Retyping the records exactly, down to the last line, is the whole job.

Excerpted data START

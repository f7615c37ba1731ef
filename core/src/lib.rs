//! BFSK acoustic-modem receiver
//!
//! Locates a known preamble waveform inside a continuous audio stream via
//! normalized cross-correlation, confirms the lock across two consecutive
//! sliding-window updates, then demodulates tone symbols into bits and packs
//! the final message bytes.

pub mod config;
pub mod demod;
pub mod error;
pub mod receiver;
pub mod source;
pub mod spectrum;
pub mod sync;

pub use config::RxConfig;
pub use error::{ReceiverError, Result};
pub use receiver::{Receiver, SessionState};
pub use source::{MemorySource, SampleSource};
pub use spectrum::{FftPeakEstimator, FrequencyEstimator};

// Reference configuration constants (ultrasonic BFSK link at 192 kHz)
pub const SAMPLE_RATE: u32 = 192_000;
pub const SYMBOL_SAMPLES: usize = 192; // 1 ms per symbol
pub const WINDOW_SYMBOLS: usize = 10;

// Tone alphabet
pub const ZERO_FREQ: f32 = 63_000.0; // Hz
pub const ONE_FREQ: f32 = 67_000.0; // Hz
pub const STOP_FREQ: f32 = 69_750.0; // Hz, end-of-transmission sentinel

// Classifier bands (inclusive)
pub const ZERO_BAND: (f32, f32) = (62_500.0, 63_500.0);
pub const ONE_BAND: (f32, f32) = (66_500.0, 67_500.0);
pub const STOP_TOLERANCE: f32 = 500.0; // Hz, half-width of the sentinel band

// Synchronization. The preamble repeats its first half, so a window holding
// only `0011` already correlates at sqrt(1/2) ≈ 0.7071 against the template's
// back half; the threshold must clear that plateau or the receiver locks four
// symbols early. `RxConfig::validate` enforces the floor for custom patterns.
pub const DETECTION_THRESHOLD: f32 = 0.8;
pub const SCORE_EPSILON: f32 = 1e-6;
pub const PREAMBLE_BITS: [u8; 8] = [0, 0, 1, 1, 0, 0, 1, 1];
pub const TONE_AMPLITUDE: f32 = 1.0;
//! Dominant-frequency estimation via real-FFT peak picking.

use crate::error::{ReceiverError, Result};
use realfft::RealFftPlanner;

/// Estimates the dominant frequency of one symbol period of samples.
///
/// Implementations must be deterministic for a given input; the
/// demodulation consumer assumes no side effects beyond internal caching.
pub trait FrequencyEstimator: Send {
    fn dominant_frequency(&mut self, samples: &[f32], sample_rate: u32) -> Result<f32>;
}

/// FFT magnitude-peak estimator.
///
/// Resolution is `sample_rate / len` per bin (1 kHz for a 192-sample symbol
/// at 192 kHz), so returned frequencies are bin-quantized. The symbol
/// classifier works in bands for exactly this reason.
pub struct FftPeakEstimator {
    planner: RealFftPlanner<f32>,
}

impl FftPeakEstimator {
    pub fn new() -> Self {
        Self {
            planner: RealFftPlanner::new(),
        }
    }
}

impl Default for FftPeakEstimator {
    fn default() -> Self {
        Self::new()
    }
}

impl FrequencyEstimator for FftPeakEstimator {
    fn dominant_frequency(&mut self, samples: &[f32], sample_rate: u32) -> Result<f32> {
        if samples.is_empty() {
            return Err(ReceiverError::FftError("empty input".into()));
        }
        let n = samples.len();
        let r2c = self.planner.plan_fft_forward(n);

        let mut input = samples.to_vec();
        let mut spectrum = r2c.make_output_vec();
        r2c.process(&mut input, &mut spectrum)
            .map_err(|e| ReceiverError::FftError(format!("forward FFT failed: {e:?}")))?;

        // Skip the DC bin: a constant offset is not a tone.
        let mut peak_bin = 1;
        let mut peak_mag = 0.0f32;
        for (bin, value) in spectrum.iter().enumerate().skip(1) {
            let mag = value.norm_sqr();
            if mag > peak_mag {
                peak_mag = mag;
                peak_bin = bin;
            }
        }

        Ok(peak_bin as f32 * sample_rate as f32 / n as f32)
    }
}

Excerpted data END

Final answer>
repository f7615c37ba1731ef
filename core/src/lib.rs
//! BFSK acoustic-modem receiver
//!
//! Locates a known preamble waveform inside a continuous audio stream via
//! normalized cross-correlation, confirms the lock across two consecutive
//! sliding-window updates, then demodulates tone symbols into bits and packs
//! the final message bytes.

pub mod config;
pub mod demod;
pub mod error;
pub mod receiver;
pub mod source;
pub mod spectrum;
pub mod sync;

pub use config::RxConfig;
pub use error::{ReceiverError, Result};
pub use receiver::{Receiver, SessionState};
pub use source::{MemorySource, SampleSource};
pub use spectrum::{FftPeakEstimator, FrequencyEstimator};

// Reference configuration constants (ultrasonic BFSK link at 192 kHz)
pub const SAMPLE_RATE: u32 = 192_000;
pub const SYMBOL_SAMPLES: usize = 192; // 1 ms per symbol
pub const WINDOW_SYMBOLS: usize = 10;

// Tone alphabet
pub const ZERO_FREQ: f32 = 63_000.0; // Hz
pub const ONE_FREQ: f32 = 67_000.0; // Hz
pub const STOP_FREQ: f32 = 69_750.0; // Hz, end-of-transmission sentinel

// Classifier bands (inclusive)
pub const ZERO_BAND: (f32, f32) = (62_500.0, 63_500.0);
pub const ONE_BAND: (f32, f32) = (66_500.0, 67_500.0);
pub const STOP_TOLERANCE: f32 = 500.0; // Hz, half-width of the sentinel band

// Synchronization. The preamble repeats its first half, so a window holding
// only `0011` already correlates at sqrt(1/2) ≈ 0.7071 against the template's
// back half; the threshold must clear that plateau or the receiver locks four
// symbols early. `RxConfig::validate` enforces the floor for custom patterns.
pub const DETECTION_THRESHOLD: f32 = 0.8;
pub const SCORE_EPSILON: f32 = 1e-6;
pub const PREAMBLE_BITS: [u8; 8] = [0, 0, 1, 1, 0, 0, 1, 1];
pub const TONE_AMPLITUDE: f32 = 1.0;
//! Dominant-frequency estimation via real-FFT peak picking.

use crate::error::{ReceiverError, Result};
use realfft::RealFftPlanner;

/// Estimates the dominant frequency of one symbol period of samples.
///
/// Implementations must be deterministic for a given input; the
/// demodulation consumer assumes no side effects beyond internal caching.
pub trait FrequencyEstimator: Send {
    fn dominant_frequency(&mut self, samples: &[f32], sample_rate: u32) -> Result<f32>;
}

/// FFT magnitude-peak estimator.
///
/// Resolution is `sample_rate / len` per bin (1 kHz for a 192-sample symbol
/// at 192 kHz), so returned frequencies are bin-quantized. The symbol
/// classifier works in bands for exactly this reason.
pub struct FftPeakEstimator {
    planner: RealFftPlanner<f32>,
}

impl FftPeakEstimator {
    pub fn new() -> Self {
        Self {
            planner: RealFftPlanner::new(),
        }
    }
}

impl Default for FftPeakEstimator {
    fn default() -> Self {
        Self::new()
    }
}

impl FrequencyEstimator for FftPeakEstimator {
    fn dominant_frequency(&mut self, samples: &[f32], sample_rate: u32) -> Result<f32> {
        if samples.is_empty() {
            return Err(ReceiverError::FftError("empty input".into()));
        }
        let n = samples.len();
        let r2c = self.planner.plan_fft_forward(n);

        let mut input = samples.to_vec();
        let mut spectrum = r2c.make_output_vec();
        r2c.process(&mut input, &mut spectrum)
            .map_err(|e| ReceiverError::FftError(format!("forward FFT failed: {e:?}")))?;

        // Skip the DC bin: a constant offset is not a tone.
        let mut peak_bin = 1;
        let mut peak_mag = 0.0f32;
        for (bin, value) in spectrum.iter().enumerate().skip(1) {
            let mag = value.norm_sqr();
            if mag > peak_mag {
                peak_mag = mag;
                peak_bin = bin;
            }
        }

        Ok(peak_bin as f32 * sample_rate as f32 / n as f32)
    }
}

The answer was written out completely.